Problem to work on: Take each line of the listing that has the string "ReadTicket" and report it.

· · · · ·

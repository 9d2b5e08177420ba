//! Shared domain types for Parley.
//!
//! This crate contains the types used across the chat transport:
//! sessions, messages, wire envelopes, configuration, and error types.
//!
//! Zero infrastructure dependencies -- only serde, uuid, chrono, thiserror, toml.

pub mod chat;
pub mod config;
pub mod envelope;
pub mod error;
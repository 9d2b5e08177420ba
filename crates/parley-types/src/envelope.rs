//! Wire envelopes exchanged over a realtime connection.
//!
//! Inbound frames arrive as a flat JSON object with a `type` discriminant and
//! optional fields. [`InboundEnvelope`] is the lenient wire shape; it is
//! validated into the closed [`Inbound`] enum before dispatch so every
//! message kind is handled exhaustively.
//!
//! Outbound frames are either an [`OutboundEnvelope`] (message responses and
//! errors) or a tagged [`ServerEvent`] (typing, presence, heartbeat acks).

use std::fmt;
use std::str::FromStr;

use chrono::{DateTime, Utc};
use serde::{Deserialize, Serialize};
use uuid::Uuid;

use crate::chat::{ChatMessage, MessageType};
use crate::error::ChatError;

/// The closed set of inbound message kinds.
#[derive(Debug, Clone, Copy, PartialEq, Eq, Hash, Serialize, Deserialize)]
#[serde(rename_all = "snake_case")]
pub enum InboundKind {
    Message,
    Typing,
    Presence,
    Heartbeat,
    Ack,
}

impl InboundKind {
    /// Every kind, in dispatch-table order.
    pub const ALL: [InboundKind; 5] = [
        InboundKind::Message,
        InboundKind::Typing,
        InboundKind::Presence,
        InboundKind::Heartbeat,
        InboundKind::Ack,
    ];

    /// Whether frames of this kind count against the sender's rate limit.
    pub fn is_rate_limited(self) -> bool {
        matches!(self, InboundKind::Message)
    }
}

impl fmt::Display for InboundKind {
    fn fmt(&self, f: &mut fmt::Formatter<'_>) -> fmt::Result {
        match self {
            InboundKind::Message => write!(f, "message"),
            InboundKind::Typing => write!(f, "typing"),
            InboundKind::Presence => write!(f, "presence"),
            InboundKind::Heartbeat => write!(f, "heartbeat"),
            InboundKind::Ack => write!(f, "ack"),
        }
    }
}

impl FromStr for InboundKind {
    type Err = String;

    fn from_str(s: &str) -> Result<Self, Self::Err> {
        match s {
            "message" => Ok(InboundKind::Message),
            "typing" => Ok(InboundKind::Typing),
            "presence" => Ok(InboundKind::Presence),
            "heartbeat" => Ok(InboundKind::Heartbeat),
            "ack" => Ok(InboundKind::Ack),
            other => Err(format!("unknown envelope type '{other}'")),
        }
    }
}

/// Raw inbound frame as sent by clients.
#[derive(Debug, Clone, Default, Serialize, Deserialize)]
pub struct InboundEnvelope {
    #[serde(rename = "type")]
    pub kind: String,
    #[serde(default)]
    pub session_id: Option<String>,
    #[serde(default)]
    pub message_id: Option<String>,
    #[serde(default)]
    pub content: Option<String>,
    #[serde(default)]
    pub metadata: Option<serde_json::Value>,
    #[serde(default)]
    pub timestamp: Option<DateTime<Utc>>,
}

/// Client presence states carried by `presence` frames.
#[derive(Debug, Clone, Copy, PartialEq, Eq, Serialize, Deserialize)]
#[serde(rename_all = "lowercase")]
pub enum PresenceStatus {
    Online,
    Away,
    Offline,
}

impl FromStr for PresenceStatus {
    type Err = String;

    fn from_str(s: &str) -> Result<Self, Self::Err> {
        match s.to_lowercase().as_str() {
            "online" => Ok(PresenceStatus::Online),
            "away" => Ok(PresenceStatus::Away),
            "offline" => Ok(PresenceStatus::Offline),
            other => Err(format!("invalid presence status '{other}'")),
        }
    }
}

/// A validated inbound frame.
#[derive(Debug, Clone, PartialEq)]
pub enum Inbound {
    /// Chat content for a new or existing session.
    Message {
        session_id: Option<Uuid>,
        content: String,
        metadata: Option<serde_json::Value>,
    },
    /// The sender started or stopped typing.
    Typing { session_id: Option<Uuid>, is_typing: bool },
    /// The sender's presence changed.
    Presence { status: PresenceStatus },
    /// Liveness ping.
    Heartbeat,
    /// Delivery confirmation for a broadcast message.
    Ack { message_id: Uuid },
}

impl Inbound {
    /// Parse and validate a raw JSON text frame.
    pub fn parse(raw: &str) -> Result<Self, ChatError> {
        let envelope: InboundEnvelope = serde_json::from_str(raw)
            .map_err(|e| ChatError::validation(format!("malformed envelope: {e}")))?;
        Inbound::try_from(envelope)
    }

    /// The discriminant of this frame.
    pub fn kind(&self) -> InboundKind {
        match self {
            Inbound::Message { .. } => InboundKind::Message,
            Inbound::Typing { .. } => InboundKind::Typing,
            Inbound::Presence { .. } => InboundKind::Presence,
            Inbound::Heartbeat => InboundKind::Heartbeat,
            Inbound::Ack { .. } => InboundKind::Ack,
        }
    }
}

fn parse_uuid(field: &str, value: &str) -> Result<Uuid, ChatError> {
    Uuid::parse_str(value).map_err(|_| ChatError::validation(format!("{field} is not a valid id")))
}

fn optional_uuid(field: &str, value: Option<&str>) -> Result<Option<Uuid>, ChatError> {
    match value.map(str::trim) {
        None | Some("") => Ok(None),
        Some(v) => parse_uuid(field, v).map(Some),
    }
}

impl TryFrom<InboundEnvelope> for Inbound {
    type Error = ChatError;

    fn try_from(envelope: InboundEnvelope) -> Result<Self, Self::Error> {
        let kind: InboundKind = envelope.kind.parse().map_err(ChatError::Validation)?;

        match kind {
            InboundKind::Message => {
                let content = envelope
                    .content
                    .filter(|c| !c.trim().is_empty())
                    .ok_or_else(|| ChatError::validation("message content is required"))?;
                if let Some(meta) = &envelope.metadata {
                    if !meta.is_object() {
                        return Err(ChatError::validation("metadata must be a JSON object"));
                    }
                }
                Ok(Inbound::Message {
                    session_id: optional_uuid("session_id", envelope.session_id.as_deref())?,
                    content,
                    metadata: envelope.metadata,
                })
            }
            InboundKind::Typing => {
                let is_typing = envelope
                    .metadata
                    .as_ref()
                    .and_then(|m| m.get("is_typing"))
                    .and_then(serde_json::Value::as_bool)
                    .unwrap_or(true);
                Ok(Inbound::Typing {
                    session_id: optional_uuid("session_id", envelope.session_id.as_deref())?,
                    is_typing,
                })
            }
            InboundKind::Presence => {
                let status = match envelope.content.as_deref() {
                    None | Some("") => PresenceStatus::Online,
                    Some(s) => s.parse().map_err(ChatError::Validation)?,
                };
                Ok(Inbound::Presence { status })
            }
            InboundKind::Heartbeat => Ok(Inbound::Heartbeat),
            InboundKind::Ack => {
                let raw = envelope
                    .message_id
                    .ok_or_else(|| ChatError::validation("ack requires message_id"))?;
                Ok(Inbound::Ack {
                    message_id: parse_uuid("message_id", raw.trim())?,
                })
            }
        }
    }
}

/// Message body of an outbound response.
#[derive(Debug, Clone, PartialEq, Serialize, Deserialize)]
pub struct OutboundMessage {
    pub id: Uuid,
    #[serde(rename = "type")]
    pub message_type: MessageType,
    pub content: String,
    pub timestamp: DateTime<Utc>,
    pub session_id: Uuid,
}

impl From<&ChatMessage> for OutboundMessage {
    fn from(message: &ChatMessage) -> Self {
        Self {
            id: message.id,
            message_type: message.message_type,
            content: message.content.clone(),
            timestamp: message.created_at,
            session_id: message.session_id,
        }
    }
}

/// Response frame for chat messages and errors.
#[derive(Debug, Clone, PartialEq, Serialize, Deserialize)]
pub struct OutboundEnvelope {
    pub success: bool,
    pub session_id: Option<Uuid>,
    #[serde(skip_serializing_if = "Option::is_none")]
    pub message: Option<OutboundMessage>,
    #[serde(skip_serializing_if = "Option::is_none")]
    pub error: Option<String>,
    #[serde(skip_serializing_if = "Option::is_none")]
    pub metadata: Option<serde_json::Value>,
}

impl OutboundEnvelope {
    /// A successful response carrying `message`.
    pub fn success(message: &ChatMessage, metadata: Option<serde_json::Value>) -> Self {
        Self {
            success: true,
            session_id: Some(message.session_id),
            message: Some(OutboundMessage::from(message)),
            error: None,
            metadata,
        }
    }

    /// An error response; the error code is carried in `metadata.code`.
    pub fn failure(session_id: Option<Uuid>, error: &ChatError) -> Self {
        Self {
            success: false,
            session_id,
            message: None,
            error: Some(error.to_string()),
            metadata: Some(serde_json::json!({ "code": error.code() })),
        }
    }

    /// Id of the carried message, if any (used for ack tracking).
    pub fn message_id(&self) -> Option<Uuid> {
        self.message.as_ref().map(|m| m.id)
    }
}

/// Transient server-originated events. Never persisted, never acknowledged.
#[derive(Debug, Clone, PartialEq, Serialize, Deserialize)]
#[serde(tag = "type", rename_all = "snake_case")]
pub enum ServerEvent {
    Typing {
        session_id: Uuid,
        user_id: String,
        is_typing: bool,
        timestamp: DateTime<Utc>,
    },
    Presence {
        user_id: String,
        status: PresenceStatus,
        #[serde(skip_serializing_if = "Option::is_none")]
        session_id: Option<Uuid>,
        timestamp: DateTime<Utc>,
    },
    HeartbeatAck {
        timestamp: DateTime<Utc>,
    },
}
//! Shared read-through plumbing for the cached repositories.
//!
//! Two mechanisms keep the cache from serving data older than the store:
//!
//! - A per-key version counter, tracked only while a read-through on the
//!   key is in flight. A reader takes a [`ReadTicket`] before loading from
//!   the store; writers bump the counter after the durable write and before
//!   deleting the key; the reader skips (or undoes) its populate if the
//!   version moved. The entry is dropped with the last ticket.
//! - A dirty set. A key whose delete failed is marked dirty and bypassed by
//!   reads until a later delete succeeds.

use std::sync::Arc;
use std::time::Duration;

use dashmap::mapref::entry::Entry;
use dashmap::{DashMap, DashSet};
use parley_types::config::CacheConfig;
use serde::Serialize;
use serde::de::DeserializeOwned;
use tokio::time::Instant;
use tracing::warn;

use super::backend::CacheBackend;
use super::invalidation::{CacheInvalidationService, InvalidationTarget};
use super::monitor::{CacheMonitor, CacheOpKind};

#[derive(Debug, Default)]
struct KeyVersion {
    version: u64,
    readers: usize,
}

/// An in-flight read-through on one guard key.
///
/// Remembers the guard's version at the start of the read. Dropping the
/// last ticket on a key forgets its version.
pub struct ReadTicket<'a> {
    versions: &'a DashMap<String, KeyVersion>,
    guard: String,
    version: u64,
}

impl Drop for ReadTicket<'_> {
    fn drop(&mut self) {
        let guard = std::mem::take(&mut self.guard);
        if let Entry::Occupied(mut entry) = self.versions.entry(guard) {
            let state = entry.get_mut();
            state.readers = state.readers.saturating_sub(1);
            if state.readers == 0 {
                entry.remove();
            }
        }
    }
}

/// Cache state shared by the session and message decorators.
pub struct CacheLayer<C: CacheBackend> {
    backend: Arc<C>,
    monitor: Arc<CacheMonitor>,
    invalidation: Arc<CacheInvalidationService<C>>,
    config: CacheConfig,
    versions: DashMap<String, KeyVersion>,
    dirty: DashSet<String>,
}

impl<C: CacheBackend> CacheLayer<C> {
    pub fn new(
        backend: Arc<C>,
        monitor: Arc<CacheMonitor>,
        invalidation: Arc<CacheInvalidationService<C>>,
        config: CacheConfig,
    ) -> Self {
        Self {
            backend,
            monitor,
            invalidation,
            config,
            versions: DashMap::new(),
            dirty: DashSet::new(),
        }
    }

    pub fn config(&self) -> &CacheConfig {
        &self.config
    }

    pub fn monitor(&self) -> &Arc<CacheMonitor> {
        &self.monitor
    }

    pub fn invalidation(&self) -> &Arc<CacheInvalidationService<C>> {
        &self.invalidation
    }

    pub fn backend(&self) -> &Arc<C> {
        &self.backend
    }

    /// Start a read-through guarded by `guard`. Hold the ticket until the
    /// populate that follows the store load has finished.
    pub fn begin_read(&self, guard: &str) -> ReadTicket<'_> {
        let version = {
            let mut state = self.versions.entry(guard.to_string()).or_default();
            state.readers += 1;
            state.version
        };
        ReadTicket {
            versions: &self.versions,
            guard: guard.to_string(),
            version,
        }
    }

    fn version(&self, key: &str) -> u64 {
        self.versions.get(key).map_or(0, |state| state.version)
    }

    /// Keys with a read-through in flight.
    pub fn tracked_keys(&self) -> usize {
        self.versions.len()
    }

    // Without a reader in flight nobody holds an older version to compare.
    fn bump(&self, key: &str) {
        if let Some(mut state) = self.versions.get_mut(key) {
            state.version += 1;
        }
    }

    pub fn is_dirty(&self, key: &str) -> bool {
        self.dirty.contains(key)
    }

    /// Number of keys currently bypassed because a delete failed.
    pub fn dirty_count(&self) -> usize {
        self.dirty.len()
    }

    /// Read and decode `key`.
    ///
    /// Returns `None` on a miss, when caching is disabled, when the key is
    /// dirty, or on any backend or decode error. Errors never escape.
    pub async fn read<T: DeserializeOwned>(&self, kind: CacheOpKind, key: &str) -> Option<T> {
        if !self.config.enabled {
            return None;
        }
        let started = Instant::now();

        if self.is_dirty(key) {
            self.retry_dirty(key).await;
            self.monitor.record_miss(kind, started.elapsed());
            return None;
        }

        match self.backend.get(key).await {
            Ok(Some(raw)) => match serde_json::from_str::<T>(&raw) {
                Ok(value) => {
                    self.monitor.record_hit(kind, started.elapsed());
                    Some(value)
                }
                Err(e) => {
                    warn!(key = %key, error = %e, "Discarding undecodable cache entry");
                    self.monitor.record_error(kind);
                    if self.backend.delete(key).await.is_err() {
                        self.dirty.insert(key.to_string());
                    }
                    None
                }
            },
            Ok(None) => {
                self.monitor.record_miss(kind, started.elapsed());
                None
            }
            Err(e) => {
                warn!(key = %key, error = %e, "Cache read failed, falling back to store");
                self.monitor.record_error(kind);
                None
            }
        }
    }

    /// Store `value` under `key`, unless a write raced the load.
    ///
    /// `ticket` must have been taken before the store read that produced
    /// `value`. Its guard is usually `key` itself; key families invalidated
    /// by prefix use the prefix.
    pub async fn populate<T: Serialize>(
        &self,
        kind: CacheOpKind,
        key: &str,
        value: &T,
        ttl: Duration,
        ticket: &ReadTicket<'_>,
    ) {
        let raced = || self.version(&ticket.guard) != ticket.version;
        if !self.config.enabled || self.is_dirty(key) || raced() {
            return;
        }
        let raw = match serde_json::to_string(value) {
            Ok(raw) => raw,
            Err(e) => {
                warn!(key = %key, error = %e, "Failed to encode cache entry");
                self.monitor.record_error(kind);
                return;
            }
        };

        let started = Instant::now();
        match self.backend.set(key, raw, ttl).await {
            Ok(()) => self.monitor.record_set(kind, started.elapsed()),
            Err(e) => {
                warn!(key = %key, error = %e, "Cache write failed");
                self.monitor.record_error(kind);
                return;
            }
        }

        if raced() {
            self.delete_or_mark(key).await;
        }
    }

    /// Invalidate `key` after a durable write.
    pub async fn invalidate(&self, key: &str) {
        self.bump(key);
        if !self.config.enabled {
            return;
        }
        let started = Instant::now();
        if self.delete_or_mark(key).await {
            self.monitor
                .record_set(CacheOpKind::Invalidate, started.elapsed());
        }
    }

    /// Bump `guard` now and leave the deletes to the invalidation worker.
    ///
    /// Readers that loaded before the bump will not populate, so the only
    /// stale entries are those already cached, until the worker gets to them.
    pub fn invalidate_deferred(&self, guard: &str, target: InvalidationTarget) {
        self.bump(guard);
        if self.config.enabled {
            self.invalidation.enqueue(target);
        }
    }

    async fn delete_or_mark(&self, key: &str) -> bool {
        match self.backend.delete(key).await {
            Ok(_) => {
                self.dirty.remove(key);
                true
            }
            Err(e) => {
                warn!(key = %key, error = %e, "Cache delete failed, bypassing key until it succeeds");
                self.monitor.record_error(CacheOpKind::Invalidate);
                self.dirty.insert(key.to_string());
                false
            }
        }
    }

    async fn retry_dirty(&self, key: &str) {
        if self.backend.delete(key).await.is_ok() {
            self.dirty.remove(key);
        }
    }
}
#[cfg(test)]
mod tests {
    use super::*;
    use crate::realtime::retry::RetryManager;
    use crate::testutil::{EchoBackend, InMemoryChatStore, connection, drain_frames};
    use parley_types::chat::{MessageStatus, SessionStatus};
    use parley_types::config::{DeliveryConfig, SessionConfig};
    use std::time::Duration;
    use tokio::sync::mpsc;

    type TestRouter = MessageRouter<InMemoryChatStore, InMemoryChatStore, EchoBackend>;

    struct Fixture {
        router: TestRouter,
        store: Arc<InMemoryChatStore>,
        backend: Arc<EchoBackend>,
        pool: Arc<ConnectionPool>,
        retry: Arc<RetryManager>,
        limiter: Arc<RateLimiter>,
    }

    fn fixture() -> Fixture {
        let store = Arc::new(InMemoryChatStore::new());
        let backend = Arc::new(EchoBackend::default());
        let (retry, _failures) = RetryManager::new(&DeliveryConfig::default());
        let retry = Arc::new(retry);
        let pool = Arc::new(ConnectionPool::new(retry.clone(), Duration::from_secs(300)));
        let broadcaster = Arc::new(Broadcaster::new(pool.clone(), retry.clone()));
        let limiter = Arc::new(RateLimiter::default());
        let sessions = Arc::new(SessionService::new(store.clone(), SessionConfig::default()));
        let router = MessageRouter::new(
            sessions,
            store.clone(),
            backend.clone(),
            pool.clone(),
            broadcaster,
            limiter.clone(),
            100,
        );
        Fixture {
            router,
            store,
            backend,
            pool,
            retry,
            limiter,
        }
    }

    impl Fixture {
        fn connect(&self, id: &str, user: &str) -> (Arc<Connection>, mpsc::Receiver<Arc<String>>) {
            let (conn, rx) = connection(id, user);
            self.pool.register(conn.clone());
            (conn, rx)
        }
    }

    fn frame_session(frame: &serde_json::Value) -> Uuid {
        Uuid::parse_str(frame["session_id"].as_str().unwrap()).unwrap()
    }

    #[tokio::test]
    async fn test_message_without_session_creates_one() {
        let f = fixture();
        let (conn, mut rx) = f.connect("c1", "alice");

        f.router
            .route_text(&conn, r#"{"type":"message","content":"Hello"}"#)
            .await;

        let frames = drain_frames(&mut rx);
        assert_eq!(frames.len(), 1);
        let frame = &frames[0];
        assert_eq!(frame["success"], true);
        assert_eq!(frame["message"]["type"], "assistant");
        assert_eq!(frame["message"]["content"], "echo: Hello");
        let session_id = frame_session(frame);
        assert_eq!(conn.session_id(), Some(session_id));

        let stored = f.store.messages_in(&session_id);
        assert_eq!(stored.len(), 2);
        assert_eq!(stored[0].message_type, MessageType::User);
        assert_eq!(stored[1].message_type, MessageType::Assistant);
        assert_eq!(frame["metadata"]["user_message_id"], stored[0].id.to_string());
        assert_eq!(f.retry.pending_count(), 1);
    }

    #[tokio::test]
    async fn test_message_continues_existing_session_and_reaches_members() {
        let f = fixture();
        let (first, mut rx1) = f.connect("c1", "alice");
        let (second, mut rx2) = f.connect("c2", "alice");

        f.router
            .route_text(&first, r#"{"type":"message","content":"one"}"#)
            .await;
        let session_id = frame_session(&drain_frames(&mut rx1)[0]);

        let raw = format!(r#"{{"type":"message","session_id":"{session_id}","content":"two"}}"#);
        f.router.route_text(&second, &raw).await;

        assert_eq!(second.session_id(), Some(session_id));
        assert_eq!(drain_frames(&mut rx1)[0]["message"]["content"], "echo: two");
        assert_eq!(drain_frames(&mut rx2)[0]["message"]["content"], "echo: two");
        assert_eq!(f.store.messages_in(&session_id).len(), 4);
    }

    #[tokio::test]
    async fn test_foreign_or_unknown_session_is_validation_error() {
        let f = fixture();
        let (alice, mut rx_a) = f.connect("a", "alice");
        let (bob, mut rx_b) = f.connect("b", "bob");

        f.router
            .route_text(&alice, r#"{"type":"message","content":"mine"}"#)
            .await;
        let session_id = frame_session(&drain_frames(&mut rx_a)[0]);

        let raw = format!(r#"{{"type":"message","session_id":"{session_id}","content":"hi"}}"#);
        f.router.route_text(&bob, &raw).await;
        let frame = &drain_frames(&mut rx_b)[0];
        assert_eq!(frame["success"], false);
        assert_eq!(frame["metadata"]["code"], "VALIDATION_ERROR");

        let raw = format!(r#"{{"type":"message","session_id":"{}","content":"hi"}}"#, Uuid::now_v7());
        f.router.route_text(&bob, &raw).await;
        assert_eq!(drain_frames(&mut rx_b)[0]["success"], false);
        assert_eq!(f.store.messages_in(&session_id).len(), 2);
        assert_eq!(bob.session_id(), None);
    }

    #[tokio::test]
    async fn test_terminated_session_rejects_messages() {
        let f = fixture();
        let (conn, mut rx) = f.connect("c1", "alice");
        f.router
            .route_text(&conn, r#"{"type":"message","content":"one"}"#)
            .await;
        let session_id = frame_session(&drain_frames(&mut rx)[0]);
        f.store.set_session_status(&session_id, SessionStatus::Terminated);

        let raw = format!(r#"{{"type":"message","session_id":"{session_id}","content":"two"}}"#);
        f.router.route_text(&conn, &raw).await;
        let frame = &drain_frames(&mut rx)[0];
        assert_eq!(frame["success"], false);
        assert_eq!(frame_session(frame), session_id);
    }

    #[tokio::test]
    async fn test_sixty_first_message_is_rate_limited() {
        let f = fixture();
        let (conn, mut rx) = f.connect("c1", "alice");

        for _ in 0..61 {
            f.router
                .route_text(&conn, r#"{"type":"message","content":"Hello"}"#)
                .await;
        }

        let frames = drain_frames(&mut rx);
        assert_eq!(frames.len(), 61);
        assert!(frames[..60].iter().all(|f| f["success"] == true));
        let last = &frames[60];
        assert_eq!(last["success"], false);
        assert!(last["error"].as_str().unwrap().contains("rate limit"));
        assert_eq!(last["metadata"]["code"], "RATE_LIMIT_EXCEEDED");
        assert_eq!(f.backend.calls(), 60);
        assert!(!conn.is_closed());
    }

    #[tokio::test]
    async fn test_heartbeat_replies_without_consuming_rate_limit() {
        let f = fixture();
        let (conn, mut rx) = f.connect("c1", "alice");

        for _ in 0..3 {
            f.router.route_text(&conn, r#"{"type":"heartbeat"}"#).await;
        }
        let frames = drain_frames(&mut rx);
        assert_eq!(frames.len(), 3);
        assert!(frames.iter().all(|f| f["type"] == "heartbeat_ack"));
        assert_eq!(f.limiter.remaining("alice"), 60);
    }

    #[tokio::test]
    async fn test_malformed_envelope_keeps_connection_usable() {
        let f = fixture();
        let (conn, mut rx) = f.connect("c1", "alice");

        f.router.route_text(&conn, "not json").await;
        f.router.route_text(&conn, r#"{"type":"shout"}"#).await;
        f.router.route_text(&conn, r#"{"type":"message"}"#).await;
        f.router.route_text(&conn, r#"{"type":"heartbeat"}"#).await;

        let frames = drain_frames(&mut rx);
        assert_eq!(frames.len(), 4);
        for frame in &frames[..3] {
            assert_eq!(frame["success"], false);
            assert_eq!(frame["metadata"]["code"], "VALIDATION_ERROR");
        }
        assert_eq!(frames[3]["type"], "heartbeat_ack");
        assert_eq!(f.backend.calls(), 0);
    }

    #[tokio::test]
    async fn test_content_length_is_enforced() {
        let f = fixture();
        let (conn, mut rx) = f.connect("c1", "alice");
        let raw = json!({ "type": "message", "content": "x".repeat(101) }).to_string();
        f.router.route_text(&conn, &raw).await;
        let frame = &drain_frames(&mut rx)[0];
        assert_eq!(frame["success"], false);
        assert!(frame["error"].as_str().unwrap().contains("100"));
        assert_eq!(f.backend.calls(), 0);
    }

    #[tokio::test]
    async fn test_backend_failure_keeps_user_message() {
        let f = fixture();
        let (conn, mut rx) = f.connect("c1", "alice");
        f.backend.fail(true);

        f.router
            .route_text(&conn, r#"{"type":"message","content":"Hello"}"#)
            .await;
        let frame = &drain_frames(&mut rx)[0];
        assert_eq!(frame["success"], false);
        assert_eq!(frame["metadata"]["code"], "BACKEND_ERROR");

        let session_id = conn.session_id().unwrap();
        let stored = f.store.messages_in(&session_id);
        assert_eq!(stored.len(), 1);
        assert_eq!(stored[0].message_type, MessageType::User);
    }

    #[tokio::test]
    async fn test_store_failure_is_reported() {
        let f = fixture();
        let (conn, mut rx) = f.connect("c1", "alice");
        f.store.fail_writes(true);

        f.router
            .route_text(&conn, r#"{"type":"message","content":"Hello"}"#)
            .await;
        let frame = &drain_frames(&mut rx)[0];
        assert_eq!(frame["success"], false);
        assert_eq!(frame["metadata"]["code"], "STORE_UNAVAILABLE");
        assert_eq!(f.backend.calls(), 0);
    }

    #[tokio::test]
    async fn test_typing_reaches_other_session_members_only() {
        let f = fixture();
        let (first, mut rx1) = f.connect("c1", "alice");
        let (second, mut rx2) = f.connect("c2", "alice");
        let (_other, mut rx3) = f.connect("c3", "bob");

        f.router
            .route_text(&first, r#"{"type":"message","content":"hi"}"#)
            .await;
        let session_id = frame_session(&drain_frames(&mut rx1)[0]);

        let raw = format!(r#"{{"type":"typing","session_id":"{session_id}"}}"#);
        f.router.route_text(&second, &raw).await;

        let frames = drain_frames(&mut rx1);
        assert_eq!(frames.len(), 1);
        assert_eq!(frames[0]["type"], "typing");
        assert_eq!(frames[0]["is_typing"], true);
        assert_eq!(frames[0]["user_id"], "alice");
        assert!(drain_frames(&mut rx2).is_empty());
        assert!(drain_frames(&mut rx3).is_empty());
        assert_eq!(f.store.messages_in(&session_id).len(), 2);
    }

    #[tokio::test]
    async fn test_typing_without_session_is_rejected() {
        let f = fixture();
        let (conn, mut rx) = f.connect("c1", "alice");
        f.router.route_text(&conn, r#"{"type":"typing"}"#).await;
        assert_eq!(drain_frames(&mut rx)[0]["success"], false);
    }

    #[tokio::test]
    async fn test_presence_goes_to_users_other_connections_when_unbound() {
        let f = fixture();
        let (first, mut rx1) = f.connect("c1", "alice");
        let (_second, mut rx2) = f.connect("c2", "alice");

        f.router
            .route_text(&first, r#"{"type":"presence","content":"away"}"#)
            .await;
        assert!(drain_frames(&mut rx1).is_empty());
        let frame = &drain_frames(&mut rx2)[0];
        assert_eq!(frame["type"], "presence");
        assert_eq!(frame["status"], "away");
    }

    #[tokio::test(start_paused = true)]
    async fn test_prompt_ack_prevents_redelivery() {
        let f = fixture();
        let (conn, mut rx) = f.connect("c1", "alice");

        f.router
            .route_text(&conn, r#"{"type":"message","content":"Hello"}"#)
            .await;
        let frame = &drain_frames(&mut rx)[0];
        let message_id = Uuid::parse_str(frame["message"]["id"].as_str().unwrap()).unwrap();
        assert!(conn.is_pending(&message_id));

        tokio::time::advance(Duration::from_secs(5)).await;
        assert_eq!(conn.pending_ack(&message_id).unwrap().retry_count, 0);
        let ack = format!(r#"{{"type":"ack","message_id":"{message_id}"}}"#);
        f.router.route_text(&conn, &ack).await;
        assert!(!conn.is_pending(&message_id));

        tokio::time::advance(Duration::from_secs(120)).await;
        for _ in 0..10 {
            tokio::task::yield_now().await;
        }
        assert!(drain_frames(&mut rx).is_empty());
        assert_eq!(f.retry.stats().redeliveries, 0);
        assert_eq!(f.retry.stats().acknowledged, 1);
        assert_eq!(f.store.message_status(&message_id), Some(MessageStatus::Sent));
    }

    #[tokio::test]
    async fn test_unknown_ack_is_ignored() {
        let f = fixture();
        let (conn, mut rx) = f.connect("c1", "alice");
        let ack = format!(r#"{{"type":"ack","message_id":"{}"}}"#, Uuid::now_v7());
        f.router.route_text(&conn, &ack).await;
        assert!(drain_frames(&mut rx).is_empty());
    }
}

· · · · ·

Reply:
//!   key is in flight. A reader takes a [`ReadTicket`] before loading from
pub struct ReadTicket<'a> {
impl Drop for ReadTicket<'_> {
    pub fn begin_read(&self, guard: &str) -> ReadTicket<'_> {
        ReadTicket {
        ticket: &ReadTicket<'_>,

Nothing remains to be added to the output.